I would find it easier to swallow if rather than relying upon the undeniably brilliant theorizing, one could simply read in the text something that directly expressed the conclusions so certainly reached. For example; ‘Women should at all future times and in all future contexts be subordinate to men’.
Oh well, that’s enough of my heretical musings.
Heretical musings, tom? I’ll give you heretical musings ;^)

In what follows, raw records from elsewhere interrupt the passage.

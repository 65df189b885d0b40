//! Sprite-sheet animation model.
//!
//! A sheet is a horizontal strip of N equal square frames (frame size =
//! sheet height). Sheets are sliced once at startup into an `Animation`,
//! and the resulting table is shared by every level: entities reference
//! animations by index, textures by `TextureId`. All timing is in
//! milliseconds, matching the simulation's dt units.
//!
//! Frame advancement is deliberately split from frame lookup: the entity
//! layer owns an explicit advance step, and `Frame` values returned to the
//! renderer are plain data (a possibly-mirrored source rectangle plus the
//! owning texture id).

use serde::Deserialize;

use crate::geom::Rect;

/// Upper bound on frames per sheet. Authoring-time invariant.
pub const MAX_ANIMATION_FRAMES: usize = 16;

/// Index into the session texture table. Simulation data never holds GPU
/// handles directly.
#[derive(Debug, Clone, Copy, PartialEq, Eq, Hash)]
pub struct TextureId(pub usize);

/// Which kind of actor an entity (and its animation sheets) belongs to.
#[derive(Debug, Clone, Copy, PartialEq, Eq, Hash, Deserialize)]
#[serde(rename_all = "snake_case")]
pub enum EntityKind {
    Platform,
    WallLeft,
    WallRight,
    Portal,
    Trapdoor,
    Cat,
}

/// One frame of an animation: a sub-rectangle of the owning sheet texture.
///
/// A negative `source.w` encodes horizontal mirroring around the frame's
/// own left edge; the renderer folds it into swapped UVs.
#[derive(Debug, Clone, Copy, PartialEq)]
pub struct Frame {
    pub source: Rect,
    /// Display duration in ms. 0 = hold this frame indefinitely.
    pub duration_ms: f32,
    pub texture: TextureId,
}

impl Frame {
    /// Horizontally mirrored copy. Involutive: mirroring twice restores
    /// the original source rectangle.
    pub fn mirrored(mut self) -> Self {
        self.source.w = -self.source.w;
        self
    }
}

#[derive(Debug, Clone, PartialEq)]
pub struct Animation {
    pub kind: EntityKind,
    pub texture: TextureId,
    pub frame_cnt: usize,
    /// Square frame size in pixels (= sheet height).
    pub frame_sz: u32,
    pub frames: Vec<Frame>,
}

impl Animation {
    /// Slice a horizontal strip sheet into frames. The sheet width must be
    /// an exact multiple of its height.
    pub fn from_sheet(
        kind: EntityKind,
        texture: TextureId,
        sheet_w: u32,
        sheet_h: u32,
        frame_duration_ms: f32,
    ) -> Result<Self, String> {
        if sheet_h == 0 {
            return Err("Sheet slicing failed: sheet height is 0".to_string());
        }
        if sheet_w % sheet_h != 0 {
            return Err(format!(
                "Sheet slicing failed: width {} is not a multiple of height {}",
                sheet_w, sheet_h
            ));
        }
        let frame_cnt = (sheet_w / sheet_h) as usize;
        if frame_cnt > MAX_ANIMATION_FRAMES {
            return Err(format!(
                "Sheet slicing failed: {} frames exceeds the cap of {}",
                frame_cnt, MAX_ANIMATION_FRAMES
            ));
        }

        let size = sheet_h as f32;
        let frames = (0..frame_cnt)
            .map(|i| Frame {
                source: Rect::new(size * i as f32, 0.0, size, size),
                duration_ms: frame_duration_ms,
                texture,
            })
            .collect();

        Ok(Self {
            kind,
            texture,
            frame_cnt,
            frame_sz: sheet_h,
            frames,
        })
    }
}
//! Fixed-timestep frame timing, in milliseconds.
//!
//! The simulation consumes identical `FIXED_DT_MS` slices regardless of
//! display rate, so replaying an input sequence reproduces bit-identical
//! positions. All game quantities (speeds, accelerations, durations) are
//! specified per-millisecond, hence the ms units here.

use std::time::Instant;

pub const FIXED_DT_MS: f32 = 1000.0 / 60.0;

const FPS_SAMPLE_COUNT: usize = 60;

pub struct TimeState {
    pub fixed_dt_ms: f64,
    pub max_accumulator_ms: f64,
    accumulator: f64,
    pub total_time_ms: f64,
    pub fixed_step_count: u64,
    pub frame_count: u64,
    pub steps_this_frame: u32,
    pub real_dt_ms: f64,
    last_instant: Instant,

    fps_samples: [f64; FPS_SAMPLE_COUNT],
    fps_sample_index: usize,
    pub smoothed_fps: f64,
    pub smoothed_frame_time_ms: f64,
}

impl TimeState {
    pub fn new() -> Self {
        Self {
            fixed_dt_ms: FIXED_DT_MS as f64,
            max_accumulator_ms: 250.0,
            accumulator: 0.0,
            total_time_ms: 0.0,
            fixed_step_count: 0,
            frame_count: 0,
            steps_this_frame: 0,
            real_dt_ms: 0.0,
            last_instant: Instant::now(),
            fps_samples: [FIXED_DT_MS as f64; FPS_SAMPLE_COUNT],
            fps_sample_index: 0,
            smoothed_fps: 60.0,
            smoothed_frame_time_ms: FIXED_DT_MS as f64,
        }
    }

    pub fn begin_frame(&mut self) {
        let now = Instant::now();
        self.real_dt_ms = now.duration_since(self.last_instant).as_secs_f64() * 1000.0;
        self.last_instant = now;

        // Spiral-of-death cap
        if self.real_dt_ms > self.max_accumulator_ms {
            log::warn!(
                "Frame took {:.1}ms — capping accumulator to {}ms",
                self.real_dt_ms,
                self.max_accumulator_ms
            );
            self.real_dt_ms = self.max_accumulator_ms;
        }

        self.accumulator += self.real_dt_ms;
        self.steps_this_frame = 0;
        self.frame_count += 1;

        // FPS smoothing
        self.fps_samples[self.fps_sample_index] = self.real_dt_ms;
        self.fps_sample_index = (self.fps_sample_index + 1) % FPS_SAMPLE_COUNT;
        let avg_ms: f64 = self.fps_samples.iter().sum::<f64>() / FPS_SAMPLE_COUNT as f64;
        self.smoothed_frame_time_ms = avg_ms;
        self.smoothed_fps = if avg_ms > 0.0 { 1000.0 / avg_ms } else { 0.0 };
    }

    pub fn should_step(&mut self) -> bool {
        if self.accumulator >= self.fixed_dt_ms {
            self.accumulator -= self.fixed_dt_ms;
            self.total_time_ms += self.fixed_dt_ms;
            self.fixed_step_count += 1;
            self.steps_this_frame += 1;
            true
        } else {
            false
        }
    }
}

impl Default for TimeState {
    fn default() -> Self {
        Self::new()
    }
}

Now if the triune Godhead really wanted Its internal hypostatic relations to model eternal female subordination for Its human creatures, you’d think the inclusion of a feminine hypostasis would be the ideal way to achieve that. Yes, you’d think the involvement of a Girl in the Godhead would help God’s female image-bearers to perceive clearly their eternal role in God’s Plan. Yet in the orthodox Trinity no Girl has ever held hypostatic membership.
The gendered faithful are meant to take all their eternal relational cues from a male-only family of divine Hims: Father, Son … and that other one (whom soundly biblical worthies have always assured me is a masculine Person). The orthodox God, oddly, has determined that his divine hierarchy in which no female is present forms the template for human relations involving both males and females. It would seem to follow that the permanent subordination of the female within humanity simply reflects her absence from the divinity.
Yet, for all this, the female is still claimed to be ontologically “equal” to the male, and, like him, to bear God’s image, even though the triune Godhead doesn’t bear her image as It does the male’s: half dignity “equal” to the full.
One suspects that this sort of “equal” has been defined in consultation with Humpty Dumpty and the pigs at Animal Farm.
“Oh dear, what nonsense I’m talking!”
Grant, I can understand a few reservations about the application of universal absolutes based upon such marvelous theorizing. Especially when the lurking shadow of authority skulks behind the curtain.
But there is a cure! For this condition, I can strongly recommend a healthy dose of presupposition. I have often found such treatment can act as a curative for doubts of this nature.
Take three times daily for as long as heretical symptoms persist.